● Supplied records

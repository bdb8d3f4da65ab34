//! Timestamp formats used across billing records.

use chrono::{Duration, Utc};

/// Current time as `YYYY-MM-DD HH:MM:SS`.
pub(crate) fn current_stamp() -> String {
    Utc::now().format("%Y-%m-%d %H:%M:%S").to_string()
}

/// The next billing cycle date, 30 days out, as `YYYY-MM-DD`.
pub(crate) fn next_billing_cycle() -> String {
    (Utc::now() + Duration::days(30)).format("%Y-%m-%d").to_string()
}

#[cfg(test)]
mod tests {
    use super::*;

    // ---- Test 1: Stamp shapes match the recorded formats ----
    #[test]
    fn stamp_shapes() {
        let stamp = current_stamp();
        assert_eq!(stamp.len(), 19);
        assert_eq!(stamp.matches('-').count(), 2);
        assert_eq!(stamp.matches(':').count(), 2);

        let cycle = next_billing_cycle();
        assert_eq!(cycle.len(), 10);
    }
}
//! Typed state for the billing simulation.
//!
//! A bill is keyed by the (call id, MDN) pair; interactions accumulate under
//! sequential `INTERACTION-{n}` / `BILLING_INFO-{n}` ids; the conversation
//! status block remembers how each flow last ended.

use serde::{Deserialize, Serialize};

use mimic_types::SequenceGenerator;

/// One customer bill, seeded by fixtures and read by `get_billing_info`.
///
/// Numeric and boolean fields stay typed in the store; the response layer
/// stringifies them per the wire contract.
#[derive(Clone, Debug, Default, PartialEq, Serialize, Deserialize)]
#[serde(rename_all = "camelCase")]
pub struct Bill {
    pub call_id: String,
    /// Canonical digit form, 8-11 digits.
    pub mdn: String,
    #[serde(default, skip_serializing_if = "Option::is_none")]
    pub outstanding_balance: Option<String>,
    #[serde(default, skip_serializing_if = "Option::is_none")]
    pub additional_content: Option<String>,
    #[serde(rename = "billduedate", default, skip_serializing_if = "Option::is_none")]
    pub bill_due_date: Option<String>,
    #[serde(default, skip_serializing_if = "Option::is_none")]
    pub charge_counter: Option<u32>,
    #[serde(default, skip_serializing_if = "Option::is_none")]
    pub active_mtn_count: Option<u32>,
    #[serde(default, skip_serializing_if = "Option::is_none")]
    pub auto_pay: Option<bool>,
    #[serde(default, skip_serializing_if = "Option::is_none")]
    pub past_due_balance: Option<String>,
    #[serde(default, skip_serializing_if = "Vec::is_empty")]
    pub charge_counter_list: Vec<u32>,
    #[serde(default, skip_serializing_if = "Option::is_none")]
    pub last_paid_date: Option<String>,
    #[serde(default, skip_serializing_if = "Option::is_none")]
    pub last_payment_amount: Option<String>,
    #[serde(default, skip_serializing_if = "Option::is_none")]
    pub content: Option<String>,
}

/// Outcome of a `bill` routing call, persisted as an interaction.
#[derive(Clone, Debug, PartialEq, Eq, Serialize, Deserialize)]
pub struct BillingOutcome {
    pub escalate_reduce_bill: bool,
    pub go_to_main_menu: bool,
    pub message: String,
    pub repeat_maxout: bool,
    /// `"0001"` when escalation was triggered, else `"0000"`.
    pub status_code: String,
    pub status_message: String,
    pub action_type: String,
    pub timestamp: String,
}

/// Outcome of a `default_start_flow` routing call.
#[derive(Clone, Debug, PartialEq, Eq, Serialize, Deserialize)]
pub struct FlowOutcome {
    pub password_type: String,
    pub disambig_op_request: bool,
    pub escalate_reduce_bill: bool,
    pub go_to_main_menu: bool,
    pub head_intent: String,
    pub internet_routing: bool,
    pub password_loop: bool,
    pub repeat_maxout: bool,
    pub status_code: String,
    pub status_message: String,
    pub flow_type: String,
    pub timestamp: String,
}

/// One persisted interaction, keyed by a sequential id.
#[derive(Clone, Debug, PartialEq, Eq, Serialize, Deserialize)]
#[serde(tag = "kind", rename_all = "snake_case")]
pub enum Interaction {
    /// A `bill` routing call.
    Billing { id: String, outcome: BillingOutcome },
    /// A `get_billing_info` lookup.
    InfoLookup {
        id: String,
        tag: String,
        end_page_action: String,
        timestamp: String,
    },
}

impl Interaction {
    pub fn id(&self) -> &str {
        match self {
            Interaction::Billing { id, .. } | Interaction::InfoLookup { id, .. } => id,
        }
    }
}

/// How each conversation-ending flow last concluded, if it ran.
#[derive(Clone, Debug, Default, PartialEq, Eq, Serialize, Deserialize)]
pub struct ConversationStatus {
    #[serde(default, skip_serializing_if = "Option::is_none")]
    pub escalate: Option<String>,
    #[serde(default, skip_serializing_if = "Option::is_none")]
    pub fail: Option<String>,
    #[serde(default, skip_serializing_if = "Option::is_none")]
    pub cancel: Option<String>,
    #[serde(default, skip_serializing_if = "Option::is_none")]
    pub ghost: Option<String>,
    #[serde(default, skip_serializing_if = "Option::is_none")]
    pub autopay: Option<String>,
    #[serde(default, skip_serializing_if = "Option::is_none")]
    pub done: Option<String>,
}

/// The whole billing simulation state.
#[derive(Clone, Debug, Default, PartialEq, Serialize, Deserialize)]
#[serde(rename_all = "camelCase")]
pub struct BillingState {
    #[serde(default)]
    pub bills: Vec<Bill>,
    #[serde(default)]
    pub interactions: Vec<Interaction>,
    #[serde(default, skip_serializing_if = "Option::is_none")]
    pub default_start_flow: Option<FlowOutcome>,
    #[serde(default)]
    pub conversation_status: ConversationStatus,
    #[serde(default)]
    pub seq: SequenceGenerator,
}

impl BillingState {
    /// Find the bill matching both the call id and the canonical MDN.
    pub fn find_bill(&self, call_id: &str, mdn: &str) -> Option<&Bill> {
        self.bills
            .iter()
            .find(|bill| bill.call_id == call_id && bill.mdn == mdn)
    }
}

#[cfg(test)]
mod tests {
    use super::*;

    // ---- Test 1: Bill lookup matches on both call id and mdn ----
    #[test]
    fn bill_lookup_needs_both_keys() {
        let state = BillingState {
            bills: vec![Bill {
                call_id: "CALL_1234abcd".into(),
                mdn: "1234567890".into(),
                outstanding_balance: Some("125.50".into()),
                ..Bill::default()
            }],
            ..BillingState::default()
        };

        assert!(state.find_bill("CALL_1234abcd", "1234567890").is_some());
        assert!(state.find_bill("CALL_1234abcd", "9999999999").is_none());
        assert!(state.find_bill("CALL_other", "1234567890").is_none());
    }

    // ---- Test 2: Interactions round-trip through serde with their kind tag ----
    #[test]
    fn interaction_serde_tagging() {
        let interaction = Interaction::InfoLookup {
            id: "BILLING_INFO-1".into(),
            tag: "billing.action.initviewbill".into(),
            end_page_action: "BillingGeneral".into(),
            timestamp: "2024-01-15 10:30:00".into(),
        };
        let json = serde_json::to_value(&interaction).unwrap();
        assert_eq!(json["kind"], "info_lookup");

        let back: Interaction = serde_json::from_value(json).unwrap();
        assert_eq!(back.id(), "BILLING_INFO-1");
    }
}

* * *

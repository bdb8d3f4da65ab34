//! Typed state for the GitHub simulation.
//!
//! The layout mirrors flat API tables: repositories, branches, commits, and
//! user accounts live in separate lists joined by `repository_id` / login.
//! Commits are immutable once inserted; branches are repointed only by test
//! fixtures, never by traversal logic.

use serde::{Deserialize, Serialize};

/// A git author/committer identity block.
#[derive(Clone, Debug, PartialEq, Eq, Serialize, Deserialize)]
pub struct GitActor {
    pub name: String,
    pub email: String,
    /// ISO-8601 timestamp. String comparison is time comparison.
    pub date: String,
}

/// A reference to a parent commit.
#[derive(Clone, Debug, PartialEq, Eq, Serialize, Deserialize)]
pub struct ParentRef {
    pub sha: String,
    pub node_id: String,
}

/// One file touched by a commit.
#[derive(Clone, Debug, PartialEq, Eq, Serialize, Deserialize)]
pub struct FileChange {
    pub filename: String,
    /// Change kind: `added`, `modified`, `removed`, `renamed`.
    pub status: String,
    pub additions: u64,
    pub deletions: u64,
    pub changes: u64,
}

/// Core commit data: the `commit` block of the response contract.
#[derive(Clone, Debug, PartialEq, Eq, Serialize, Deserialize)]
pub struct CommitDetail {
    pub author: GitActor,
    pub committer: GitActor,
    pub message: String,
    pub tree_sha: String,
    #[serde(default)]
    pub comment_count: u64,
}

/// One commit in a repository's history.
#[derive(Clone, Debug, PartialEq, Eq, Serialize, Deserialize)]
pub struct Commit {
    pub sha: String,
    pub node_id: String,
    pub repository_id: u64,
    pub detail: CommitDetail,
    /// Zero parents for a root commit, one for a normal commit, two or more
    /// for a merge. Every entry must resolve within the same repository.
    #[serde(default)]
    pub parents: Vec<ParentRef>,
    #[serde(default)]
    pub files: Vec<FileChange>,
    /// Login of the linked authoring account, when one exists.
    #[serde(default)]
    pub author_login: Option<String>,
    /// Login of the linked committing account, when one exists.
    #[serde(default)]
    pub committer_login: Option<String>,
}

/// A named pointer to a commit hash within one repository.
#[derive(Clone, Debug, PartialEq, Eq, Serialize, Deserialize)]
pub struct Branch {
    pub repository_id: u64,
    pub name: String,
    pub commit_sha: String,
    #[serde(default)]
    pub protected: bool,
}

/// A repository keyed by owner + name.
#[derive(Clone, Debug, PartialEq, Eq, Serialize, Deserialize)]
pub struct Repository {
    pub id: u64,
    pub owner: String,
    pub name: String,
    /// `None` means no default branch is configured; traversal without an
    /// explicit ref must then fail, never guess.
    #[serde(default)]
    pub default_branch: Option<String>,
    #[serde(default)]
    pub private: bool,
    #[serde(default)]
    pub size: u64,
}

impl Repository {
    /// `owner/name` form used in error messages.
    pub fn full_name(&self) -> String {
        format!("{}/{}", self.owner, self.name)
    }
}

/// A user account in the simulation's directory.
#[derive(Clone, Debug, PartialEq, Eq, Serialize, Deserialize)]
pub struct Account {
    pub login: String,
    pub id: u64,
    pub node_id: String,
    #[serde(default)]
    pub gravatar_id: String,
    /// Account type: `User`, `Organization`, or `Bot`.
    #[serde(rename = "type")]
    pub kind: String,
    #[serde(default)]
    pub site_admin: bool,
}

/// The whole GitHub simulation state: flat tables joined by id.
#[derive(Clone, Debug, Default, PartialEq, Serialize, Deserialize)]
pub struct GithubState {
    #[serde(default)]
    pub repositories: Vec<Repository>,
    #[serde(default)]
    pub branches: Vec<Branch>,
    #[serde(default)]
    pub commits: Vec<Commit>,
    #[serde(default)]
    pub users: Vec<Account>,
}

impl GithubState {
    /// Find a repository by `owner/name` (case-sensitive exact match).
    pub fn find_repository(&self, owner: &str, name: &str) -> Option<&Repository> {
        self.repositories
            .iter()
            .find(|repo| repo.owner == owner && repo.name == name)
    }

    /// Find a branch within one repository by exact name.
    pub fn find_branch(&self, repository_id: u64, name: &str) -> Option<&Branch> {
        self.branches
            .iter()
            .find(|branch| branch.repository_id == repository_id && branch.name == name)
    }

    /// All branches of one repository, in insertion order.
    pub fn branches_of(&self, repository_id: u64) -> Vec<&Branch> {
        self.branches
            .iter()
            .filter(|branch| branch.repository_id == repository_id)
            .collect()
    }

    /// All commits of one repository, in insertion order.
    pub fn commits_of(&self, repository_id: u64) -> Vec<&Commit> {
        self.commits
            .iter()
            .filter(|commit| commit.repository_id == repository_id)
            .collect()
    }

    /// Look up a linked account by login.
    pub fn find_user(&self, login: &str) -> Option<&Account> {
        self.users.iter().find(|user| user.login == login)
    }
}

...

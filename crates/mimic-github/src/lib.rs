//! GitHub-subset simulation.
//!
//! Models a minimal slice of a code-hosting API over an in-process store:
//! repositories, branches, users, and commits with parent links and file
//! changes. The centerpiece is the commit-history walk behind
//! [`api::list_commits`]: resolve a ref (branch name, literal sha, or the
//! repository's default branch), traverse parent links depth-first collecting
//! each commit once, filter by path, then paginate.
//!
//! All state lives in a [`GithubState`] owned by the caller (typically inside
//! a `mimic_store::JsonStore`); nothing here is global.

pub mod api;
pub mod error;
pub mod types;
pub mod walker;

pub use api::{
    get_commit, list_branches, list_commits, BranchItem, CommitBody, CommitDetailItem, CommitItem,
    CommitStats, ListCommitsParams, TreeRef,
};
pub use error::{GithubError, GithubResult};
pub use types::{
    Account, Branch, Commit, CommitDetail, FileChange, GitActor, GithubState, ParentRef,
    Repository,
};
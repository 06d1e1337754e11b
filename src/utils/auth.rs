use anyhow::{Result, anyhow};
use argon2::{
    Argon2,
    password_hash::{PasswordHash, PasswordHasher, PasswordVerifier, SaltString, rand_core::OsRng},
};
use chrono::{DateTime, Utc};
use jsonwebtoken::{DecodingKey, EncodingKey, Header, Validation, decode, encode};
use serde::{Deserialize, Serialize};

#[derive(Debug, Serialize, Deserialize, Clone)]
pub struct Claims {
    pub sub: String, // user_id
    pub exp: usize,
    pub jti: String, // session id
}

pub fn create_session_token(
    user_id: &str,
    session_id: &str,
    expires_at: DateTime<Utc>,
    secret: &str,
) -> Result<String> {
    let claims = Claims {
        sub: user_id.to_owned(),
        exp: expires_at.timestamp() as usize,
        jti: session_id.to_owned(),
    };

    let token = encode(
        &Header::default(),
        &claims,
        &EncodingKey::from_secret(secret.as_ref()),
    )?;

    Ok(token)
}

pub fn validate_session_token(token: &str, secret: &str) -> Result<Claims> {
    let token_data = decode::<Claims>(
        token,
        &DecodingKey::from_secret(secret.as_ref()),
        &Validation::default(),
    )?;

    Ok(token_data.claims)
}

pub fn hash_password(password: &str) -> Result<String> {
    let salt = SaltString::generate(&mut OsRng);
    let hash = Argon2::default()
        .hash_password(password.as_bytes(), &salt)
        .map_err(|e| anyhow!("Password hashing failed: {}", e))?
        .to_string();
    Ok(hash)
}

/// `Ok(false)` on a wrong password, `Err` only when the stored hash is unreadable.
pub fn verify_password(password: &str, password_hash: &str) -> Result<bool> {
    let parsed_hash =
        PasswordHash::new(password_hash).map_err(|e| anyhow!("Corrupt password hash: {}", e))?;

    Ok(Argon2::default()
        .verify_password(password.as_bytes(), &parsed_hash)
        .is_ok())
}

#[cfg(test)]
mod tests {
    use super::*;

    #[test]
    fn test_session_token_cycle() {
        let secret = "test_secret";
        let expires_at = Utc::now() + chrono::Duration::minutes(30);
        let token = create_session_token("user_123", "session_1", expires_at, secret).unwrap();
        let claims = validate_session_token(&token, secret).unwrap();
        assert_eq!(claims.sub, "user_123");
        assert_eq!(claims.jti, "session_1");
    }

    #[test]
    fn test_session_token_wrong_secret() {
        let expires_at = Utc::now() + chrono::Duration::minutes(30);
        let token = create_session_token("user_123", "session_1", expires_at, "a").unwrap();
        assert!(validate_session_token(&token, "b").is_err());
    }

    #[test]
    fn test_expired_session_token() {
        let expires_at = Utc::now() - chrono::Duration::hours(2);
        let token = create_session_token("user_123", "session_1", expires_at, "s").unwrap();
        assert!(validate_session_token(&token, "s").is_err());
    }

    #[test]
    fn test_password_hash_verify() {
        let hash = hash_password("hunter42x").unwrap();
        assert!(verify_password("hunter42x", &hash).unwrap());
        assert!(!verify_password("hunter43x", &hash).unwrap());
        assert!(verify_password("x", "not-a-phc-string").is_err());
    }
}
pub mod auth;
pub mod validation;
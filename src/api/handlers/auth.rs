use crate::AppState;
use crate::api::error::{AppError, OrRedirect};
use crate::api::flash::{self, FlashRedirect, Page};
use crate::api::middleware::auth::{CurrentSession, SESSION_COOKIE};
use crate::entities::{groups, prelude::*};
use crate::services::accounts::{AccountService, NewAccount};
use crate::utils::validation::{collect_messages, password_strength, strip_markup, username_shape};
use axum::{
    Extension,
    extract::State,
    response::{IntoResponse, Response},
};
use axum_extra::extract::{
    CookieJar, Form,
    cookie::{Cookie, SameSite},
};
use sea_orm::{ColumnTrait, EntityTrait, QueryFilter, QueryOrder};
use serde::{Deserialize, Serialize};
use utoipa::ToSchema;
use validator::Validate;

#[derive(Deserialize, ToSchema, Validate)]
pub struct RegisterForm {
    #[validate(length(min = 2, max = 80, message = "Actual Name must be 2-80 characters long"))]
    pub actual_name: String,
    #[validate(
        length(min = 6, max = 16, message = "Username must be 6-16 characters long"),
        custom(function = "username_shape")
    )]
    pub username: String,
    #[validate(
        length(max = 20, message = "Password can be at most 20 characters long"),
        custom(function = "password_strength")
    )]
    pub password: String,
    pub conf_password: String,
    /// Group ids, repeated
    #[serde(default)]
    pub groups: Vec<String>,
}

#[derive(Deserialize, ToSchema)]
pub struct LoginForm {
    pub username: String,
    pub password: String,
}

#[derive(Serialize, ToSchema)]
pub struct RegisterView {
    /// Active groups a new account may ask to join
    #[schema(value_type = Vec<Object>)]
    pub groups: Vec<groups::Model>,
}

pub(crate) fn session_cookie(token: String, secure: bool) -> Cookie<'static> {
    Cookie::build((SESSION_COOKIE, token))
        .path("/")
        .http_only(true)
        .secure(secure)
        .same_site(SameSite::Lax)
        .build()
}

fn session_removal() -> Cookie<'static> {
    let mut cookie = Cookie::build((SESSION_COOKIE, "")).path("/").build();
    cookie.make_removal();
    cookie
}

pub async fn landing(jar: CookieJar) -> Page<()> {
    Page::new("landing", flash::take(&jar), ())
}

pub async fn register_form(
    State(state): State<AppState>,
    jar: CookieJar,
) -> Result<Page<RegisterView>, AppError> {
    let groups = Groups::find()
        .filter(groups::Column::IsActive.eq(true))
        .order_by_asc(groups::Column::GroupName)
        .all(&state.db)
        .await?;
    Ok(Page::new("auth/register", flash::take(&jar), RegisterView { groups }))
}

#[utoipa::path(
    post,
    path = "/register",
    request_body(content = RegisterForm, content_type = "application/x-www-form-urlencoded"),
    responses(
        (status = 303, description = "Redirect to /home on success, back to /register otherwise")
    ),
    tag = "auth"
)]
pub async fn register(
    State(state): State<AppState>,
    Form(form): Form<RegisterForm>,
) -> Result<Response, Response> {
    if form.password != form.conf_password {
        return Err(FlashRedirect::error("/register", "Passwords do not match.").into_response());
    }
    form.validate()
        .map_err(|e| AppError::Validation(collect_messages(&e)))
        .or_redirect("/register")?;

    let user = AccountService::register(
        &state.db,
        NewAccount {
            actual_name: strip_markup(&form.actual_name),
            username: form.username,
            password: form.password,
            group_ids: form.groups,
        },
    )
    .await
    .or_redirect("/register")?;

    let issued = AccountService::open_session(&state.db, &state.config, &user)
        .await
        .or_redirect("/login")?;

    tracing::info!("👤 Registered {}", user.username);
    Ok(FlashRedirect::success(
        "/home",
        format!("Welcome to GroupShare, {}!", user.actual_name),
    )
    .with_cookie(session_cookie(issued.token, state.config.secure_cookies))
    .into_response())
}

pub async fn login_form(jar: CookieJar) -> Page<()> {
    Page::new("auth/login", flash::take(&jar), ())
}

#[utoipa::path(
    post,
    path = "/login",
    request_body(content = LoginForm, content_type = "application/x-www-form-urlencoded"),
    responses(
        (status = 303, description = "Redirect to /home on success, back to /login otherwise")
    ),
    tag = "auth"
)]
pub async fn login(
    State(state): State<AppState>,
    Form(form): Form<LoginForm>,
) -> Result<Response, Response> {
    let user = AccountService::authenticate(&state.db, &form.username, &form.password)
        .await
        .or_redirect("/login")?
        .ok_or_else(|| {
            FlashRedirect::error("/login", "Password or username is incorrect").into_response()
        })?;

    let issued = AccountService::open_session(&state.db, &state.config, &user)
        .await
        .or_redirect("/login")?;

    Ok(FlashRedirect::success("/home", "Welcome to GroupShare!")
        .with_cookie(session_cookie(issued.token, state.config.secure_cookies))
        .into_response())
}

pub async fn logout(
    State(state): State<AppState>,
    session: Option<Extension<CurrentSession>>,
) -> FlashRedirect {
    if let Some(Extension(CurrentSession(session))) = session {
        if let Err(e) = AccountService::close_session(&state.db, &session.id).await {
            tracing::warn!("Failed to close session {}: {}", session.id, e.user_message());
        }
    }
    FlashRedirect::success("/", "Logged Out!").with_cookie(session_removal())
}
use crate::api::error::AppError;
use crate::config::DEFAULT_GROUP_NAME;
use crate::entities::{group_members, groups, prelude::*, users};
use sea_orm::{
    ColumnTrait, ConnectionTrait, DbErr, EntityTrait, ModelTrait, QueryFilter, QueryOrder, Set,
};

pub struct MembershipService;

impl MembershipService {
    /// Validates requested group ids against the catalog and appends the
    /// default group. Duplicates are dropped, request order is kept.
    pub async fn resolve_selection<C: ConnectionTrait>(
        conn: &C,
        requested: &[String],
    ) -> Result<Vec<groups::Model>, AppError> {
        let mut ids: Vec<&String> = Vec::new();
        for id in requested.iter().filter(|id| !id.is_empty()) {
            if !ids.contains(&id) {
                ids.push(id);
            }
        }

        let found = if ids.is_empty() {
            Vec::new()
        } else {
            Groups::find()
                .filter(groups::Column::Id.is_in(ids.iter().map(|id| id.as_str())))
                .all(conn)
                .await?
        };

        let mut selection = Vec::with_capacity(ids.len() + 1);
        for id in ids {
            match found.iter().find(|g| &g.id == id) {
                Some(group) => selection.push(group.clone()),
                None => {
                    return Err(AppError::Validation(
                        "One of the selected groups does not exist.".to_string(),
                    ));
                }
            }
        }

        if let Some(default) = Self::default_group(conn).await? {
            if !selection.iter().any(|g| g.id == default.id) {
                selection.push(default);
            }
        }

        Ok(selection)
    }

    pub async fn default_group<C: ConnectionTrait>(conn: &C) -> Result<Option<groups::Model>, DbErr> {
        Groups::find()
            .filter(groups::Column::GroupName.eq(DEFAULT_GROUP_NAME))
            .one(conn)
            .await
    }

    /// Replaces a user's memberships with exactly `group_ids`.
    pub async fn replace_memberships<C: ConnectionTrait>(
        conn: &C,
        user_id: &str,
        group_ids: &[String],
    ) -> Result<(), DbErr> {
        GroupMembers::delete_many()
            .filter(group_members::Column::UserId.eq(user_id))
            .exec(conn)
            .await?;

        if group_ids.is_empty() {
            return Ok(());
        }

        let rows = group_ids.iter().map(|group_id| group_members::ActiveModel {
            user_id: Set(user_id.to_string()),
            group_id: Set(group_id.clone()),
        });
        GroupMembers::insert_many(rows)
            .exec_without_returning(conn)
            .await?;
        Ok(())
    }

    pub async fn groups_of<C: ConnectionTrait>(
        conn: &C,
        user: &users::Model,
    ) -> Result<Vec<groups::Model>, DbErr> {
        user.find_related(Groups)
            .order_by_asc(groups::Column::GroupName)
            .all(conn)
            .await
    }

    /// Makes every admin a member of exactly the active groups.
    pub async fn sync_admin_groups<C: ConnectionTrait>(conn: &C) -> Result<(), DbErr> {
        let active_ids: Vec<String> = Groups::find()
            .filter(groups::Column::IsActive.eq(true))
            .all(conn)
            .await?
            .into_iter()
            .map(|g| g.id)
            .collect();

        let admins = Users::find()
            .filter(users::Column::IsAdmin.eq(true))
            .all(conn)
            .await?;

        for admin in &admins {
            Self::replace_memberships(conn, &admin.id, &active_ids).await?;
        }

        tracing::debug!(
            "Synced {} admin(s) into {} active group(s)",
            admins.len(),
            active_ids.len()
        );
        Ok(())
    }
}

● Work request
Where the string "AppError" shows up in the listing above, copy the line that holds it.

● Task response
use crate::api::error::{AppError, OrRedirect};
) -> Result<Page<RegisterView>, AppError> {
        .map_err(|e| AppError::Validation(collect_messages(&e)))
use crate::api::error::AppError;
    ) -> Result<Vec<groups::Model>, AppError> {
                    return Err(AppError::Validation(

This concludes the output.